In 1992, forward-thinking individuals in Kelowna, British Columbia, formed the NFB:AE to provide blind Canadians with a collective voice to change public attitudes and a vehicle to expand opportunities across Canada. Since our founding, the NFB:AE has changed in some fairly fundamental ways, and has developed into a truly "made in Canada" organization that attempts to deal with the unique social, economic, historical and political reality that is this great country of Canada.

These many issues include: improving access to the electoral process and raising our concerns during elections; increasing access to information in usable formats and to regular household products; seeking funding for needed technical equipment; enhancing protection for guide dog users; fighting poverty; attempting to improve the way in which we are perceived and portrayed (including work with the Canadian Radio, Television and Telecommunications Commission and the media); and various aspects related to employment, transportation and health care.

This edition of the Canadian Blind Monitor focuses on the movement and the role the NFB:AE is playing. It includes stories on and by some individuals who are leaders in our organization, snapshots of some of our chapters, and articles on issues that are of importance to our members and the overall blind community in Canada.

Since our founding, the range of issues we are called upon to respond to and the areas where we wish to be seen as leaders continue to grow exponentially. We must continue to grow and involve individuals with new ideas and energy.

We are delighted with our new Chapters in Collingwood and the Ottawa-Gatineau area, and we hope to form several more in the next few months.

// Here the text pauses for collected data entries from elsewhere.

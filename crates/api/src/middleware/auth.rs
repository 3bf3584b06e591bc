//! JWT-based authentication extractor for Axum handlers.

use axum::extract::FromRequestParts;
use axum::http::request::Parts;
use varia_core::error::CoreError;
use varia_core::types::DbId;

use crate::auth::jwt::validate_token;
use crate::error::AppError;
use crate::state::AppState;

/// Authenticated user extracted from a JWT Bearer token in the `Authorization` header.
///
/// Extraction also provisions the user's upload and variation directories,
/// so a handler taking `AuthUser` may assume both exist.
#[derive(Debug, Clone)]
pub struct AuthUser {
    /// The user's id (from `claims.sub`).
    pub user_id: DbId,
}

impl FromRequestParts<AppState> for AuthUser {
    type Rejection = AppError;

    async fn from_request_parts(
        parts: &mut Parts,
        state: &AppState,
    ) -> Result<Self, Self::Rejection> {
        let auth_header = parts
            .headers
            .get("authorization")
            .and_then(|v| v.to_str().ok())
            .ok_or_else(|| {
                AppError::Core(CoreError::Unauthorized(
                    "Missing Authorization header".into(),
                ))
            })?;

        let token = auth_header.strip_prefix("Bearer ").ok_or_else(|| {
            AppError::Core(CoreError::Unauthorized(
                "Invalid Authorization format. Expected: Bearer <token>".into(),
            ))
        })?;

        let claims = validate_token(token, &state.config.jwt).map_err(|_| {
            AppError::Core(CoreError::Unauthorized("Invalid or expired token".into()))
        })?;

        state
            .storage
            .ensure_user_dirs(claims.sub)
            .await
            .map_err(|e| {
                AppError::InternalError(format!(
                    "Failed to provision storage for user {}: {e}",
                    claims.sub
                ))
            })?;

        Ok(AuthUser {
            user_id: claims.sub,
        })
    }
}
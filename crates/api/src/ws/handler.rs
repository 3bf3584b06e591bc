use std::sync::Arc;

use axum::extract::ws::{Message, WebSocket, WebSocketUpgrade};
use axum::extract::{Query, State};
use axum::response::IntoResponse;
use futures::{SinkExt, StreamExt};
use serde::Deserialize;
use varia_core::progress::session_hello;
use varia_core::types::{DbId, SessionId};

use crate::auth::jwt::validate_token;
use crate::state::AppState;
use crate::ws::manager::WsManager;

/// Query parameters accepted on the upgrade request.
#[derive(Debug, Deserialize)]
pub struct WsParams {
    /// Optional access token binding the session to a user. Browsers cannot
    /// set headers on a WebSocket upgrade, so it travels in the query.
    pub token: Option<String>,
}

/// HTTP handler that upgrades the connection to WebSocket.
///
/// Every connection gets a fresh session id, announced to the client in a
/// `{"type":"session","sid":..}` frame; uploads quote it as `?sid=` so
/// their progress is routed back here.
pub async fn ws_handler(
    ws: WebSocketUpgrade,
    Query(params): Query<WsParams>,
    State(state): State<AppState>,
) -> impl IntoResponse {
    let user_id = params
        .token
        .as_deref()
        .and_then(|token| validate_token(token, &state.config.jwt).ok())
        .map(|claims| claims.sub);

    ws.on_upgrade(move |socket| handle_socket(socket, state.ws_manager, user_id))
}

/// Manage a single WebSocket connection after upgrade.
///
/// Splits the socket into a sink (outbound) and stream (inbound), then:
///   1. Registers the connection with `WsManager` under a new session id.
///   2. Queues the session hello frame.
///   3. Spawns a sender task that forwards messages from the manager channel.
///   4. Processes inbound messages on the current task.
///   5. Cleans up on disconnect.
async fn handle_socket(socket: WebSocket, ws_manager: Arc<WsManager>, user_id: Option<DbId>) {
    let session_id = SessionId::generate();
    tracing::info!(session_id = %session_id, user_id = ?user_id, "WebSocket connected");

    let mut rx = ws_manager.add(session_id.clone(), user_id).await;
    ws_manager
        .send_to_session(
            &session_id,
            Message::Text(session_hello(&session_id).to_string().into()),
        )
        .await;

    let (mut sink, mut stream) = socket.split();

    // Sender task: forward channel messages to the WebSocket sink.
    let sender_session = session_id.clone();
    let send_task = tokio::spawn(async move {
        while let Some(msg) = rx.recv().await {
            if sink.send(msg).await.is_err() {
                tracing::debug!(session_id = %sender_session, "WebSocket sink closed");
                break;
            }
        }
    });

    // Receiver loop: the client only ever closes or answers pings.
    while let Some(result) = stream.next().await {
        match result {
            Ok(Message::Close(_)) => break,
            Ok(Message::Pong(_)) => {
                tracing::trace!(session_id = %session_id, "Pong received");
            }
            Ok(_) => {}
            Err(e) => {
                tracing::debug!(session_id = %session_id, error = %e, "WebSocket receive error");
                break;
            }
        }
    }

    ws_manager.remove(&session_id).await;
    send_task.abort();
    tracing::info!(session_id = %session_id, "WebSocket disconnected");
}
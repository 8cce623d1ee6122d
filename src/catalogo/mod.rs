//! Catálogo de horarios (consolidado) en memoria.
//!
//! `Catalogo` es inmutable una vez construido. `CatalogoCompartido` guarda
//! el catálogo vigente detrás de un `Arc`: cada generación toma una
//! instantánea con `snapshot()` y las ediciones construyen un catálogo
//! nuevo completo que se publica con `reemplazar()`, de modo que ninguna
//! generación observa un catálogo a medio actualizar.

use std::collections::{BTreeMap, BTreeSet, HashMap};
use std::sync::{Arc, RwLock};

use crate::models::{Bloque, CursoResumen, EstructuraSeccion, FilaCatalogo, HorarioAncla, TipoTopon};

#[derive(Debug, Clone, Default)]
pub struct Catalogo {
    filas: Vec<FilaCatalogo>,
    bloques: Vec<Bloque>,
    // curso -> índices en `bloques`, en el orden del Excel
    por_curso: HashMap<String, Vec<usize>>,
}

impl Catalogo {
    pub fn new(filas: Vec<FilaCatalogo>) -> Self {
        let bloques: Vec<Bloque> = filas.iter().map(FilaCatalogo::a_bloque).collect();
        let mut por_curso: HashMap<String, Vec<usize>> = HashMap::new();
        for (i, b) in bloques.iter().enumerate() {
            por_curso.entry(b.curso.clone()).or_default().push(i);
        }
        Catalogo { filas, bloques, por_curso }
    }

    pub fn filas(&self) -> &[FilaCatalogo] {
        &self.filas
    }

    pub fn len(&self) -> usize {
        self.bloques.len()
    }

    pub fn is_empty(&self) -> bool {
        self.bloques.is_empty()
    }

    fn bloques_de_curso<'a>(&'a self, curso: &str) -> impl Iterator<Item = &'a Bloque> + 'a {
        self.por_curso
            .get(curso)
            .map(|v| v.as_slice())
            .unwrap_or(&[])
            .iter()
            .map(move |&i| &self.bloques[i])
    }

    /// Cursos únicos (código y primer nombre encontrado), ordenados por código.
    pub fn cursos(&self) -> Vec<CursoResumen> {
        let mut cursos: BTreeMap<&str, &str> = BTreeMap::new();
        for b in &self.bloques {
            cursos.entry(b.curso.as_str()).or_insert(b.nombre.as_str());
        }
        cursos
            .into_iter()
            .map(|(codigo, nombre)| CursoResumen { asig_codigo: codigo.to_string(), asig_nombre: nombre.to_string() })
            .collect()
    }

    /// Pares (sección, grupo) únicos del curso, ordenados.
    pub fn secciones_de_curso(&self, curso: &str) -> Vec<(i64, i64)> {
        let set: BTreeSet<(i64, i64)> = self.bloques_de_curso(curso).map(|b| (b.seccion, b.grupo)).collect();
        set.into_iter().collect()
    }

    /// Bloques de una sección y grupo específicos, en el orden del Excel.
    pub fn bloques_de_seccion(&self, curso: &str, seccion: i64, grupo: i64) -> Vec<Bloque> {
        self.bloques_de_curso(curso)
            .filter(|b| b.seccion == seccion && b.grupo == grupo)
            .cloned()
            .collect()
    }

    /// Estructura de secciones y grupos de un curso, para configurar grupos obligatorios.
    pub fn estructura(&self, curso: &str) -> Vec<EstructuraSeccion> {
        let mut por_seccion: BTreeMap<i64, Vec<i64>> = BTreeMap::new();
        for (seccion, grupo) in self.secciones_de_curso(curso) {
            por_seccion.entry(seccion).or_default().push(grupo);
        }
        por_seccion
            .into_iter()
            .map(|(section, groups)| EstructuraSeccion { section, groups })
            .collect()
    }

    /// Cada bloque individual de `curso`, para configurar topones válidos.
    /// Las secciones 1 a 4 se sugieren como topón completo, el resto parcial.
    pub fn horarios_ancla(&self, curso: &str) -> Vec<HorarioAncla> {
        let mut out: Vec<HorarioAncla> = self
            .bloques_de_curso(curso)
            .map(|b| {
                let tapon_type = if (1..=4).contains(&b.seccion) { TipoTopon::Completo } else { TipoTopon::Parcial };
                HorarioAncla {
                    id: format!("{}_{}_{}_{}_{}", b.seccion, b.grupo, b.dia, b.hora_ini, b.hora_fin),
                    section: b.seccion,
                    group: b.grupo,
                    dia: b.dia.clone(),
                    hora_ini: b.hora_ini.clone(),
                    hora_fin: b.hora_fin.clone(),
                    tapon_type,
                    campus: b.campus.clone(),
                    display: format!(
                        "Sección {} - {} {} a {} ({})",
                        b.seccion, b.dia, b.hora_ini, b.hora_fin, tapon_type.as_str()
                    ),
                }
            })
            .collect();
        out.sort_by(|a, b| {
            a.section
                .cmp(&b.section)
                .then(orden_dia(&a.dia).cmp(&orden_dia(&b.dia)))
                .then(a.hora_ini.cmp(&b.hora_ini))
        });
        out
    }
}

/// Posición del día en la semana; días desconocidos van al final.
pub fn orden_dia(dia: &str) -> u8 {
    match dia.trim() {
        "Lunes" => 1,
        "Martes" => 2,
        "Miercoles" | "Miércoles" => 3,
        "Jueves" => 4,
        "Viernes" => 5,
        "Sabado" | "Sábado" => 6,
        _ => 99,
    }
}

/// Catálogo vigente compartido entre handlers.
#[derive(Debug, Default)]
pub struct CatalogoCompartido {
    actual: RwLock<Arc<Catalogo>>,
}

impl CatalogoCompartido {
    pub fn new(catalogo: Catalogo) -> Self {
        CatalogoCompartido { actual: RwLock::new(Arc::new(catalogo)) }
    }

    /// Instantánea inmutable del catálogo vigente.
    pub fn snapshot(&self) -> Arc<Catalogo> {
        let guard = self.actual.read().unwrap_or_else(|e| e.into_inner());
        Arc::clone(&guard)
    }

    /// Publica un catálogo nuevo. Las instantáneas tomadas antes siguen vigentes.
    pub fn reemplazar(&self, catalogo: Catalogo) {
        let nuevo = Arc::new(catalogo);
        let mut guard = self.actual.write().unwrap_or_else(|e| e.into_inner());
        *guard = nuevo;
    }
}

#[cfg(test)]
mod tests {
    use super::*;

    fn fila(codigo: &str, nombre: &str, sec: i64, grp: i64, dia: &str, ini: &str, fin: &str) -> FilaCatalogo {
        FilaCatalogo {
            asig_codigo: codigo.to_string(),
            asig_nombre: nombre.to_string(),
            psec_codigo: sec,
            pgru_codigo: grp,
            sdia_descripcion: dia.to_string(),
            sper_hora_ini: ini.to_string(),
            sper_hora_fin: fin.to_string(),
            camp_campus: "CAMPUS ALEMANIA".to_string(),
            extra: BTreeMap::new(),
        }
    }

    fn catalogo() -> Catalogo {
        Catalogo::new(vec![
            fila("MAT1", "Cálculo", 2, 1, "Martes", "10:00", "11:30"),
            fila("MAT1", "Cálculo", 1, 2, "Lunes", "08:00", "09:30"),
            fila("MAT1", "Cálculo", 1, 1, "Lunes", "10:00", "11:30"),
            fila("MAT1", "Cálculo II", 1, 1, "Jueves", "10:00", "11:30"),
            fila("BACH1121", "Bachillerato", 5, 1, "Lunes", "08:00", "10:00"),
            fila("BACH1121", "Bachillerato", 1, 1, "Miércoles", "08:00", "10:00"),
            fila("BACH1121", "Bachillerato", 1, 1, "Lunes", "12:00", "13:00"),
        ])
    }

    #[test]
    fn test_cursos_unicos_ordenados() {
        let c = catalogo().cursos();
        assert_eq!(c.len(), 2);
        assert_eq!(c[0].asig_codigo, "BACH1121");
        assert_eq!(c[1].asig_codigo, "MAT1");
        assert_eq!(c[1].asig_nombre, "Cálculo");
    }

    #[test]
    fn test_secciones_y_bloques() {
        let cat = catalogo();
        assert_eq!(cat.secciones_de_curso("MAT1"), vec![(1, 1), (1, 2), (2, 1)]);
        assert!(cat.secciones_de_curso("NOEXISTE").is_empty());
        let b = cat.bloques_de_seccion("MAT1", 1, 1);
        assert_eq!(b.len(), 2);
        assert_eq!(b[0].dia, "Lunes");
        assert_eq!(b[1].dia, "Jueves");
    }

    #[test]
    fn test_estructura() {
        let e = catalogo().estructura("MAT1");
        assert_eq!(e, vec![
            EstructuraSeccion { section: 1, groups: vec![1, 2] },
            EstructuraSeccion { section: 2, groups: vec![1] },
        ]);
    }

    #[test]
    fn test_horarios_ancla_orden_y_tipo() {
        let h = catalogo().horarios_ancla("BACH1121");
        let ids: Vec<&str> = h.iter().map(|x| x.id.as_str()).collect();
        assert_eq!(ids, vec![
            "1_1_Lunes_12:00_13:00",
            "1_1_Miércoles_08:00_10:00",
            "5_1_Lunes_08:00_10:00",
        ]);
        assert_eq!(h[0].tapon_type, TipoTopon::Completo);
        assert_eq!(h[2].tapon_type, TipoTopon::Parcial);
        assert_eq!(h[2].display, "Sección 5 - Lunes 08:00 a 10:00 (parcial)");
    }

    #[test]
    fn test_snapshot_sobrevive_reemplazo() {
        let compartido = CatalogoCompartido::new(catalogo());
        let antes = compartido.snapshot();
        compartido.reemplazar(Catalogo::default());
        assert_eq!(antes.len(), 7);
        assert!(compartido.snapshot().is_empty());
    }
}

During the remainder of 2004, we are participating in more conferences than ever before, and these events provide us the opportunity to bring our message to new audiences, venture into new parts of Canada and seek new members.

And a fundamental part of our message is that simple, yet profound slogan--Nothing About Us Without Us!

Disabled consumers must be involved in a meaningful partnership way in all new research initiatives, and by being treated as the legitimate spokespersons for our own issues that we believe we are. This means providing consumer organizations with greater resources so they can respond effectively with detailed, carefully thought out proposals when called upon for input.

There is a need throughout the entire disability rights movement for new, younger leaders to step forward, to plug in and to gain experience in the same way that many of us did--through direct involvement in the movement's important and exciting work. If you have ever considered joining in, now is a great time.

Consider no more--jump in feet first--add your ideas and creativity, and chances are you will come away with new skills, new friends, and new experiences that will enhance the rest of your life.